--- Records for the exercise Enclosed Below ---

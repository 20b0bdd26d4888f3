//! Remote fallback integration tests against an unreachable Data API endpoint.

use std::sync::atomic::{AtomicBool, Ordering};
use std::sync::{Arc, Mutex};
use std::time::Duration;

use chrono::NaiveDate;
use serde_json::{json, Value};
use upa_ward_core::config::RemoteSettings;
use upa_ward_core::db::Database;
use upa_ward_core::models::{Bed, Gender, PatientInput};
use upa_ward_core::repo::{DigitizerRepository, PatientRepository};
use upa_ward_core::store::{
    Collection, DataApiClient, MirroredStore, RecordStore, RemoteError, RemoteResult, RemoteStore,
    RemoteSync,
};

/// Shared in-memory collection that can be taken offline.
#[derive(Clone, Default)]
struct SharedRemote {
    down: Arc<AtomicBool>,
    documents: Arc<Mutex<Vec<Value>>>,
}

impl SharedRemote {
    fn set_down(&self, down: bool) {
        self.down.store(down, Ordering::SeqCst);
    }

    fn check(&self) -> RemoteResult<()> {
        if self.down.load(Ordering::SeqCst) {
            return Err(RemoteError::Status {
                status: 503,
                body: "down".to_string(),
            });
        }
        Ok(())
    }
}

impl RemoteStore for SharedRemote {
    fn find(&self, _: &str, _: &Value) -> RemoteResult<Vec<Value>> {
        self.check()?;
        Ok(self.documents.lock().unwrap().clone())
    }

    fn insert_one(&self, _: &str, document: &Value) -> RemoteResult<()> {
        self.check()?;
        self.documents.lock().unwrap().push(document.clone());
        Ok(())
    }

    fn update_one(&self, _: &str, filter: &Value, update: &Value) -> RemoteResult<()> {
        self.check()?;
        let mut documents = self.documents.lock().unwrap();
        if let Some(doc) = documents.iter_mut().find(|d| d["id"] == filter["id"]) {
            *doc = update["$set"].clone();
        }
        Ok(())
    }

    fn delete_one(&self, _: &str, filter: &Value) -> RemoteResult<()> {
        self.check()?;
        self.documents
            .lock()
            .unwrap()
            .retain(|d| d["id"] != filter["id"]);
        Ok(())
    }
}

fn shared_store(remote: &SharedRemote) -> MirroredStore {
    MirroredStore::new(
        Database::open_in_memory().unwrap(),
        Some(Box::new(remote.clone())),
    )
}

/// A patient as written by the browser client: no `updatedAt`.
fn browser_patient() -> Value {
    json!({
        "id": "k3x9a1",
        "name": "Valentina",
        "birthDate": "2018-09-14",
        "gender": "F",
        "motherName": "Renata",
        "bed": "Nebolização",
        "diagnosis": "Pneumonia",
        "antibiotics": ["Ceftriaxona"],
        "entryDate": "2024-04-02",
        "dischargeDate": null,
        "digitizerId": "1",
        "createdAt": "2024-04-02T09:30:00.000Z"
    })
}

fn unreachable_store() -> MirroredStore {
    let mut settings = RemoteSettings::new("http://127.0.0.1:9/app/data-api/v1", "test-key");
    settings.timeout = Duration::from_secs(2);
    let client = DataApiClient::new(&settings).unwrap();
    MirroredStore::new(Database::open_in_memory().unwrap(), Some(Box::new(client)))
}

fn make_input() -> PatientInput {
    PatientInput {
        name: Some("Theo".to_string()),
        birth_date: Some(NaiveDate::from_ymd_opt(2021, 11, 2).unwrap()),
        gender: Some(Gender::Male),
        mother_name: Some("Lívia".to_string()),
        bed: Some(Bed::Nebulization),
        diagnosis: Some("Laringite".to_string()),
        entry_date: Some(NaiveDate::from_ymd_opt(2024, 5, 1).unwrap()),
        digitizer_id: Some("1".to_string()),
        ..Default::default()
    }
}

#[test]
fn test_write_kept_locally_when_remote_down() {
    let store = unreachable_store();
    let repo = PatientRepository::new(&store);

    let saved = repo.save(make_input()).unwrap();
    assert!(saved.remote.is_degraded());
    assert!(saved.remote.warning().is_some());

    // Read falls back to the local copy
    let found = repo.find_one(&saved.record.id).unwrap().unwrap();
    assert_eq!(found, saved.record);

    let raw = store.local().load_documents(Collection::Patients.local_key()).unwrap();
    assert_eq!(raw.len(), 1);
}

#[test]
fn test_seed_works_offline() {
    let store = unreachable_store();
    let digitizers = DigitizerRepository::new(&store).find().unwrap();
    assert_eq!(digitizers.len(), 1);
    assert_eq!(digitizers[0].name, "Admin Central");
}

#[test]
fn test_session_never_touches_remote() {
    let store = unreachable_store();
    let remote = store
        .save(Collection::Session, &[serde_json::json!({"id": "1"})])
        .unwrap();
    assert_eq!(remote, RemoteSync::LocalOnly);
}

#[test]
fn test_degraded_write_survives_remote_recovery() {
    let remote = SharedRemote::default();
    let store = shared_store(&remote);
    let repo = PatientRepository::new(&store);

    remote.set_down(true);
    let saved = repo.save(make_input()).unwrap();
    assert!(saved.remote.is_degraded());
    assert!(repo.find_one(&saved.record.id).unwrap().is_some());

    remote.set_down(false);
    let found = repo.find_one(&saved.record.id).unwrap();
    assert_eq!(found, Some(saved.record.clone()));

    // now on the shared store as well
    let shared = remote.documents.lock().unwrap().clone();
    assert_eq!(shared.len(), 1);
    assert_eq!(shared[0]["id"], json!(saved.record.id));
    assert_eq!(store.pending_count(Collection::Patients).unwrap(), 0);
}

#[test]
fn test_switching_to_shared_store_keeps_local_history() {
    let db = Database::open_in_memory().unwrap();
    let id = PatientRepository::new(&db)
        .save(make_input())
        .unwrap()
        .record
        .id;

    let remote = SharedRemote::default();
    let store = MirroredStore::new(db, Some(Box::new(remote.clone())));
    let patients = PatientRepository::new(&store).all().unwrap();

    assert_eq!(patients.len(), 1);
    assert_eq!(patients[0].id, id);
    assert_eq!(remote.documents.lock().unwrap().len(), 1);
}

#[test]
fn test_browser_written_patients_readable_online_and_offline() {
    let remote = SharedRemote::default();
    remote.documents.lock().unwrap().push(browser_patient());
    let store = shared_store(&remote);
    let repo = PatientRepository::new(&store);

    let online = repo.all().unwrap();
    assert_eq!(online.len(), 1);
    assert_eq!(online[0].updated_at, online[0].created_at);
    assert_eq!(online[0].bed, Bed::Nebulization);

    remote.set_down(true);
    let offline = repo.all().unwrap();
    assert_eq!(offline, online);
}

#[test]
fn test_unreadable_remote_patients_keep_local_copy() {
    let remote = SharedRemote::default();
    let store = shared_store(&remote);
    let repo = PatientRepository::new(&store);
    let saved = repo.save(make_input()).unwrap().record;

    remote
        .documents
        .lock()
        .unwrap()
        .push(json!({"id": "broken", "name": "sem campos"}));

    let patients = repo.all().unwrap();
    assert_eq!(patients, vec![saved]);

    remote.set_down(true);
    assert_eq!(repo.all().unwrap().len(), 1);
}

--- End of Enclosed Records for the exercise ---

_Exercise directions_
The answer consists of the lines above that include the word "RemoteSync", each copied exactly.

_Task output_
    RemoteSync,
    assert_eq!(remote, RemoteSync::LocalOnly);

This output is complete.